### EXERCISE INPUT
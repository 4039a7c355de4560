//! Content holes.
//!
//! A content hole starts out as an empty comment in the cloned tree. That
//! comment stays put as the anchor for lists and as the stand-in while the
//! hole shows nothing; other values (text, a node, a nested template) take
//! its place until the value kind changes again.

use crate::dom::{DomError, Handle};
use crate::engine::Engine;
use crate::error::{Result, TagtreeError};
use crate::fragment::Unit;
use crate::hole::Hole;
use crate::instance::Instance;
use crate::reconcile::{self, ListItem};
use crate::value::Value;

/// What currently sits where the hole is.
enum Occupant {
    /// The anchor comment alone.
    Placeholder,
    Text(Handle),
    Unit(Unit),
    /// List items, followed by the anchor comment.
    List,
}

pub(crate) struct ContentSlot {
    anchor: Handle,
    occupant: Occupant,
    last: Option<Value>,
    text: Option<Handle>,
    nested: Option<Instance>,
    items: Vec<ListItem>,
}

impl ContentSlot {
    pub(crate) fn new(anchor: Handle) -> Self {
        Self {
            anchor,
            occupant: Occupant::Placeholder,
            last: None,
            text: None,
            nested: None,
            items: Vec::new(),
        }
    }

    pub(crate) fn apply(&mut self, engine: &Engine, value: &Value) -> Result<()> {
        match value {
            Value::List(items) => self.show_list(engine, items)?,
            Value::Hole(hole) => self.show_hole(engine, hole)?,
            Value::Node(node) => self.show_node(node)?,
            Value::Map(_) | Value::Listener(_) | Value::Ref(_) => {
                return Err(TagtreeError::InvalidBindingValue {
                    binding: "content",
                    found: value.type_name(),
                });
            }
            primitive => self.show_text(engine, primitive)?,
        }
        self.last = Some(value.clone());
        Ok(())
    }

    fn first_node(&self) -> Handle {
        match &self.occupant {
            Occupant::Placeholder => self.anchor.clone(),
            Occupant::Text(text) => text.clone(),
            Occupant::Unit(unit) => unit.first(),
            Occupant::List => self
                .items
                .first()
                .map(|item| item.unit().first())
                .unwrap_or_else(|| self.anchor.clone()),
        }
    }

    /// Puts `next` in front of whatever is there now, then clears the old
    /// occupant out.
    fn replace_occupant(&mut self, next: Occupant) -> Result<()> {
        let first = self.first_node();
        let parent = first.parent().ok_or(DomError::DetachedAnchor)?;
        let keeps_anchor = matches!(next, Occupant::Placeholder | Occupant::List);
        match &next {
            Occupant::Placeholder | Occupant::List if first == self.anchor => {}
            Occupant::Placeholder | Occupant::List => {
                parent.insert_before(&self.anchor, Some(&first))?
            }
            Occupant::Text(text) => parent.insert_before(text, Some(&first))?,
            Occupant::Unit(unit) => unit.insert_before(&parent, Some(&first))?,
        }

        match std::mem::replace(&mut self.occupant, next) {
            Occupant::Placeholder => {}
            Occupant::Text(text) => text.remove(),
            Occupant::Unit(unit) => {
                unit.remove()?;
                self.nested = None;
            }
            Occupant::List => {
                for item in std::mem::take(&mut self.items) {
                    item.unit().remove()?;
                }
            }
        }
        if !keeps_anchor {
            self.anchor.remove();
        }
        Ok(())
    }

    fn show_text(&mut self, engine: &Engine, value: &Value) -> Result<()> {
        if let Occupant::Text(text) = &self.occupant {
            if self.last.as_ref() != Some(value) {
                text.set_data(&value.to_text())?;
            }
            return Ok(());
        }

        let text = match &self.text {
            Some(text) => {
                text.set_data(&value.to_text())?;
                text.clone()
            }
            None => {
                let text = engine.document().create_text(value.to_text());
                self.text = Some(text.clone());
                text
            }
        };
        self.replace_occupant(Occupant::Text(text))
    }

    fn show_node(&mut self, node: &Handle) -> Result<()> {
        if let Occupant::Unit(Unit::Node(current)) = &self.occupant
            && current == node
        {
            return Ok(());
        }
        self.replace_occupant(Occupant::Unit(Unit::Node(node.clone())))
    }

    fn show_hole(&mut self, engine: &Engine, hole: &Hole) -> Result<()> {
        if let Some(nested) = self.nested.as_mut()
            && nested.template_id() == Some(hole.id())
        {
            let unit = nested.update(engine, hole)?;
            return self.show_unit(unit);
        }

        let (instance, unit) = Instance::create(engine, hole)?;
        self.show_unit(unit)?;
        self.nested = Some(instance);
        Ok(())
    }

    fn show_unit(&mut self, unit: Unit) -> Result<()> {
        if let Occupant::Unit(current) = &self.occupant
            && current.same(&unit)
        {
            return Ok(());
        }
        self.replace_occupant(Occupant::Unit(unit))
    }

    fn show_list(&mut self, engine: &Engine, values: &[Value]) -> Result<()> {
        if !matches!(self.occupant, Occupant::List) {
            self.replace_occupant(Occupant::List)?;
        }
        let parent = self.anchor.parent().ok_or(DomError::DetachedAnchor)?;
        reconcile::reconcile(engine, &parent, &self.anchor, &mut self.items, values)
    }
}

### EXERCISE
Transcribe the full listing exactly, omitting nothing.

### SOLUTION FOR THIS PROBLEM
repository 4039a7c355de4560
//! Content holes.
//!
//! A content hole starts out as an empty comment in the cloned tree. That
//! comment stays put as the anchor for lists and as the stand-in while the
//! hole shows nothing; other values (text, a node, a nested template) take
//! its place until the value kind changes again.

use crate::dom::{DomError, Handle};
use crate::engine::Engine;
use crate::error::{Result, TagtreeError};
use crate::fragment::Unit;
use crate::hole::Hole;
use crate::instance::Instance;
use crate::reconcile::{self, ListItem};
use crate::value::Value;

/// What currently sits where the hole is.
enum Occupant {
    /// The anchor comment alone.
    Placeholder,
    Text(Handle),
    Unit(Unit),
    /// List items, followed by the anchor comment.
    List,
}

pub(crate) struct ContentSlot {
    anchor: Handle,
    occupant: Occupant,
    last: Option<Value>,
    text: Option<Handle>,
    nested: Option<Instance>,
    items: Vec<ListItem>,
}

impl ContentSlot {
    pub(crate) fn new(anchor: Handle) -> Self {
        Self {
            anchor,
            occupant: Occupant::Placeholder,
            last: None,
            text: None,
            nested: None,
            items: Vec::new(),
        }
    }

    pub(crate) fn apply(&mut self, engine: &Engine, value: &Value) -> Result<()> {
        match value {
            Value::List(items) => self.show_list(engine, items)?,
            Value::Hole(hole) => self.show_hole(engine, hole)?,
            Value::Node(node) => self.show_node(node)?,
            Value::Map(_) | Value::Listener(_) | Value::Ref(_) => {
                return Err(TagtreeError::InvalidBindingValue {
                    binding: "content",
                    found: value.type_name(),
                });
            }
            primitive => self.show_text(engine, primitive)?,
        }
        self.last = Some(value.clone());
        Ok(())
    }

    fn first_node(&self) -> Handle {
        match &self.occupant {
            Occupant::Placeholder => self.anchor.clone(),
            Occupant::Text(text) => text.clone(),
            Occupant::Unit(unit) => unit.first(),
            Occupant::List => self
                .items
                .first()
                .map(|item| item.unit().first())
                .unwrap_or_else(|| self.anchor.clone()),
        }
    }

    /// Puts `next` in front of whatever is there now, then clears the old
    /// occupant out.
    fn replace_occupant(&mut self, next: Occupant) -> Result<()> {
        let first = self.first_node();
        let parent = first.parent().ok_or(DomError::DetachedAnchor)?;
        let keeps_anchor = matches!(next, Occupant::Placeholder | Occupant::List);
        match &next {
            Occupant::Placeholder | Occupant::List if first == self.anchor => {}
            Occupant::Placeholder | Occupant::List => {
                parent.insert_before(&self.anchor, Some(&first))?
            }
            Occupant::Text(text) => parent.insert_before(text, Some(&first))?,
            Occupant::Unit(unit) => unit.insert_before(&parent, Some(&first))?,
        }

        match std::mem::replace(&mut self.occupant, next) {
            Occupant::Placeholder => {}
            Occupant::Text(text) => text.remove(),
            Occupant::Unit(unit) => {
                unit.remove()?;
                self.nested = None;
            }
            Occupant::List => {
                for item in std::mem::take(&mut self.items) {
                    item.unit().remove()?;
                }
            }
        }
        if !keeps_anchor {
            self.anchor.remove();
        }
        Ok(())
    }

    fn show_text(&mut self, engine: &Engine, value: &Value) -> Result<()> {
        if let Occupant::Text(text) = &self.occupant {
            if self.last.as_ref() != Some(value) {
                text.set_data(&value.to_text())?;
            }
            return Ok(());
        }

        let text = match &self.text {
            Some(text) => {
                text.set_data(&value.to_text())?;
                text.clone()
            }
            None => {
                let text = engine.document().create_text(value.to_text());
                self.text = Some(text.clone());
                text
            }
        };
        self.replace_occupant(Occupant::Text(text))
    }

    fn show_node(&mut self, node: &Handle) -> Result<()> {
        if let Occupant::Unit(Unit::Node(current)) = &self.occupant
            && current == node
        {
            return Ok(());
        }
        self.replace_occupant(Occupant::Unit(Unit::Node(node.clone())))
    }

    fn show_hole(&mut self, engine: &Engine, hole: &Hole) -> Result<()> {
        if let Some(nested) = self.nested.as_mut()
            && nested.template_id() == Some(hole.id())
        {
            let unit = nested.update(engine, hole)?;
            return self.show_unit(unit);
        }

        let (instance, unit) = Instance::create(engine, hole)?;
        self.show_unit(unit)?;
        self.nested = Some(instance);
        Ok(())
    }

    fn show_unit(&mut self, unit: Unit) -> Result<()> {
        if let Occupant::Unit(current) = &self.occupant
            && current.same(&unit)
        {
            return Ok(());
        }
        self.replace_occupant(Occupant::Unit(unit))
    }

    fn show_list(&mut self, engine: &Engine, values: &[Value]) -> Result<()> {
        if !matches!(self.occupant, Occupant::List) {
            self.replace_occupant(Occupant::List)?;
        }
        let parent = self.anchor.parent().ok_or(DomError::DetachedAnchor)?;
        reconcile::reconcile(engine, &parent, &self.anchor, &mut self.items, values)
    }
}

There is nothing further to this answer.